■ **TRY IT**: How does the data below read from its first line through the line containing "pub struct WalkSummary"? Print those lines exactly.

(INFORMATION Opens)

//! Supertype hierarchy traversal
//!
//! Provides [`TypeHierarchyWalker`], an upward walk over any single-inheritance
//! hierarchy of [`HierarchyNode`]s.
//!
//! # Cycle safety
//!
//! Supertype chains are authored by users and may be malformed. The walker
//! keeps a visited set keyed by node name for the lifetime of one walk; when a
//! node comes around a second time the walk ends and reports
//! [`Termination::Cycle`]. That is a normal outcome, not an error: reporting
//! the cycle is the validator's job.

use pconf_model::{HierarchyNode, ProductType, QualifiedName, Schema, TypeRepository};
use std::collections::HashSet;
use std::fmt;
use std::marker::PhantomData;

/// Visitor verdict
#[derive(Debug, Clone, Copy, PartialEq, Eq)]
pub enum Visit {
    /// Go on to the supertype
    Continue,
    /// End the walk after this node
    Stop,
}

/// Why a walk ended
#[derive(Debug, Clone, PartialEq, Eq)]
pub enum Termination {
    /// Reached a node without supertype
    Root,
    /// The visitor returned [`Visit::Stop`]
    Stopped,
    /// A declared supertype could not be resolved
    Unresolved(QualifiedName),
    /// The named node was reached a second time
    Cycle(QualifiedName),
}

/// Outcome of one walk
#[derive(Debug, Clone, PartialEq, Eq)]
pub struct WalkSummary {
    /// Number of nodes handed to the visitor
    pub visited: usize,
    /// Why the walk ended
    pub termination: Termination,
}

impl WalkSummary {
    /// Check if the walk hit a cycle
    #[inline]
    #[must_use]
    pub fn hit_cycle(&self) -> bool {
        matches!(self.termination, Termination::Cycle(_))
    }
}

/// Upward walker over a single-inheritance hierarchy
///
/// `resolve` turns a declared parent name into the parent node. Visiting
/// order is subtype first, then its supertype, and so on towards the root.
///
/// # Complexity
/// O(depth) visitor calls, O(depth) memory for the visited set.
pub struct TypeHierarchyWalker<'a, N, F> {
    resolve: F,
    _node: PhantomData<&'a N>,
}

impl<N, F> fmt::Debug for TypeHierarchyWalker<'_, N, F> {
    fn fmt(&self, f: &mut fmt::Formatter<'_>) -> fmt::Result {
        f.debug_struct("TypeHierarchyWalker").finish_non_exhaustive()
    }
}

impl<'a, N, F> TypeHierarchyWalker<'a, N, F>
where
    N: HierarchyNode + 'a,
    F: Fn(&QualifiedName) -> Option<&'a N>,
{
    /// Create walker with a parent resolver
    #[inline]
    #[must_use]
    pub fn new(resolve: F) -> Self {
        Self {
            resolve,
            _node: PhantomData,
        }
    }

    /// Walk from `start` towards the root
    ///
    /// Stops when the visitor says so, when there is no further (resolvable)
    /// supertype, or when a node is revisited.
    pub fn walk<V>(&self, start: &'a N, mut visitor: V) -> WalkSummary
    where
        V: FnMut(&'a N) -> Visit,
    {
        let mut seen: HashSet<&'a QualifiedName> = HashSet::new();
        let mut current = start;
        let mut visited = 0;

        loop {
            if !seen.insert(current.node_name()) {
                tracing::warn!(
                    start = %start.node_name(),
                    revisited = %current.node_name(),
                    "supertype cycle, hierarchy walk terminated"
                );
                return WalkSummary {
                    visited,
                    termination: Termination::Cycle(current.node_name().clone()),
                };
            }

            visited += 1;
            if visitor(current) == Visit::Stop {
                return WalkSummary {
                    visited,
                    termination: Termination::Stopped,
                };
            }

            let Some(parent_name) = current.parent_name() else {
                return WalkSummary {
                    visited,
                    termination: Termination::Root,
                };
            };

            match (self.resolve)(parent_name) {
                Some(parent) => current = parent,
                None => {
                    tracing::warn!(
                        node = %current.node_name(),
                        supertype = %parent_name,
                        "supertype not found, hierarchy walk terminated"
                    );
                    return WalkSummary {
                        visited,
                        termination: Termination::Unresolved(parent_name.clone()),
                    };
                }
            }
        }
    }

    /// Collect every node of the walk, `start` included
    #[must_use]
    pub fn collect(&self, start: &'a N) -> (Vec<&'a N>, WalkSummary) {
        let mut nodes = Vec::new();
        let summary = self.walk(start, |node| {
            nodes.push(node);
            Visit::Continue
        });
        (nodes, summary)
    }

    /// Check if the walk from `start` reaches a node named `name`
    #[must_use]
    pub fn reaches(&self, start: &'a N, name: &QualifiedName) -> bool {
        let mut found = false;
        self.walk(start, |node| {
            if node.node_name() == name {
                found = true;
                Visit::Stop
            } else {
                Visit::Continue
            }
        });
        found
    }
}

/// Walker over product types of `repo`
pub fn type_walker<'a, R>(
    repo: &'a R,
) -> TypeHierarchyWalker<'a, ProductType, impl Fn(&QualifiedName) -> Option<&'a ProductType> + 'a>
where
    R: TypeRepository + ?Sized + 'a,
{
    TypeHierarchyWalker::new(move |name: &QualifiedName| repo.find_type(name))
}

/// Walker over schemas of `repo`
pub fn schema_walker<'a, R>(
    repo: &'a R,
) -> TypeHierarchyWalker<'a, Schema, impl Fn(&QualifiedName) -> Option<&'a Schema> + 'a>
where
    R: TypeRepository + ?Sized + 'a,
{
    TypeHierarchyWalker::new(move |name: &QualifiedName| repo.find_schema(name))
}

#[cfg(test)]
mod tests {
    use super::*;
    use pconf_test_utils::{qn, supertype_chain};

    fn names(nodes: &[&ProductType]) -> Vec<String> {
        nodes.iter().map(|n| n.name().to_string()).collect()
    }

    #[test]
    fn walk_visits_subtype_first() {
        let model = supertype_chain(&["C", "B", "A"], false);
        let start = model.find_type(&qn("C")).unwrap();

        let (nodes, summary) = type_walker(&model).collect(start);
        assert_eq!(names(&nodes), vec!["C", "B", "A"]);
        assert_eq!(summary.visited, 3);
        assert_eq!(summary.termination, Termination::Root);
    }

    #[test]
    fn walk_stops_on_request() {
        let model = supertype_chain(&["C", "B", "A"], false);
        let start = model.find_type(&qn("C")).unwrap();

        let mut seen = Vec::new();
        let summary = type_walker(&model).walk(start, |node| {
            seen.push(node.name().to_string());
            if node.name() == &qn("B") {
                Visit::Stop
            } else {
                Visit::Continue
            }
        });
        assert_eq!(seen, vec!["C", "B"]);
        assert_eq!(summary.termination, Termination::Stopped);
    }

    #[test]
    fn walk_terminates_on_cycle() {
        let model = supertype_chain(&["A", "B", "C"], true);
        let start = model.find_type(&qn("A")).unwrap();

        let (nodes, summary) = type_walker(&model).collect(start);
        assert_eq!(names(&nodes), vec!["A", "B", "C"]);
        assert_eq!(summary.termination, Termination::Cycle(qn("A")));
        assert!(summary.hit_cycle());
    }

    #[test]
    fn walk_terminates_on_self_supertype() {
        let model = supertype_chain(&["A"], true);
        let start = model.find_type(&qn("A")).unwrap();

        let (nodes, summary) = type_walker(&model).collect(start);
        assert_eq!(nodes.len(), 1);
        assert!(summary.hit_cycle());
    }

    #[test]
    fn walk_terminates_on_unresolved_supertype() {
        let mut model = supertype_chain(&["B", "A"], false);
        model
            .type_mut(&qn("A"))
            .unwrap()
            .set_supertype(Some(qn("Missing")));
        let start = model.find_type(&qn("B")).unwrap();

        let (nodes, summary) = type_walker(&model).collect(start);
        assert_eq!(nodes.len(), 2);
        assert_eq!(summary.termination, Termination::Unresolved(qn("Missing")));
    }

    #[test]
    fn reaches_ancestor_only() {
        let model = supertype_chain(&["C", "B", "A"], false);
        let walker = type_walker(&model);
        let c = model.find_type(&qn("C")).unwrap();
        let a = model.find_type(&qn("A")).unwrap();

        assert!(walker.reaches(c, &qn("A")));
        assert!(walker.reaches(c, &qn("C")));
        assert!(!walker.reaches(a, &qn("C")));
    }
}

(INFORMATION Closes)

■ **COMPLETED EXERCISE**:
//! Supertype hierarchy traversal
//!
//! Provides [`TypeHierarchyWalker`], an upward walk over any single-inheritance
//! hierarchy of [`HierarchyNode`]s.
//!
//! # Cycle safety
//!
//! Supertype chains are authored by users and may be malformed. The walker
//! keeps a visited set keyed by node name for the lifetime of one walk; when a
//! node comes around a second time the walk ends and reports
//! [`Termination::Cycle`]. That is a normal outcome, not an error: reporting
//! the cycle is the validator's job.

use pconf_model::{HierarchyNode, ProductType, QualifiedName, Schema, TypeRepository};
use std::collections::HashSet;
use std::fmt;
use std::marker::PhantomData;

/// Visitor verdict
#[derive(Debug, Clone, Copy, PartialEq, Eq)]
pub enum Visit {
    /// Go on to the supertype
    Continue,
    /// End the walk after this node
    Stop,
}

/// Why a walk ended
#[derive(Debug, Clone, PartialEq, Eq)]
pub enum Termination {
    /// Reached a node without supertype
    Root,
    /// The visitor returned [`Visit::Stop`]
    Stopped,
    /// A declared supertype could not be resolved
    Unresolved(QualifiedName),
    /// The named node was reached a second time
    Cycle(QualifiedName),
}

/// Outcome of one walk
#[derive(Debug, Clone, PartialEq, Eq)]
pub struct WalkSummary {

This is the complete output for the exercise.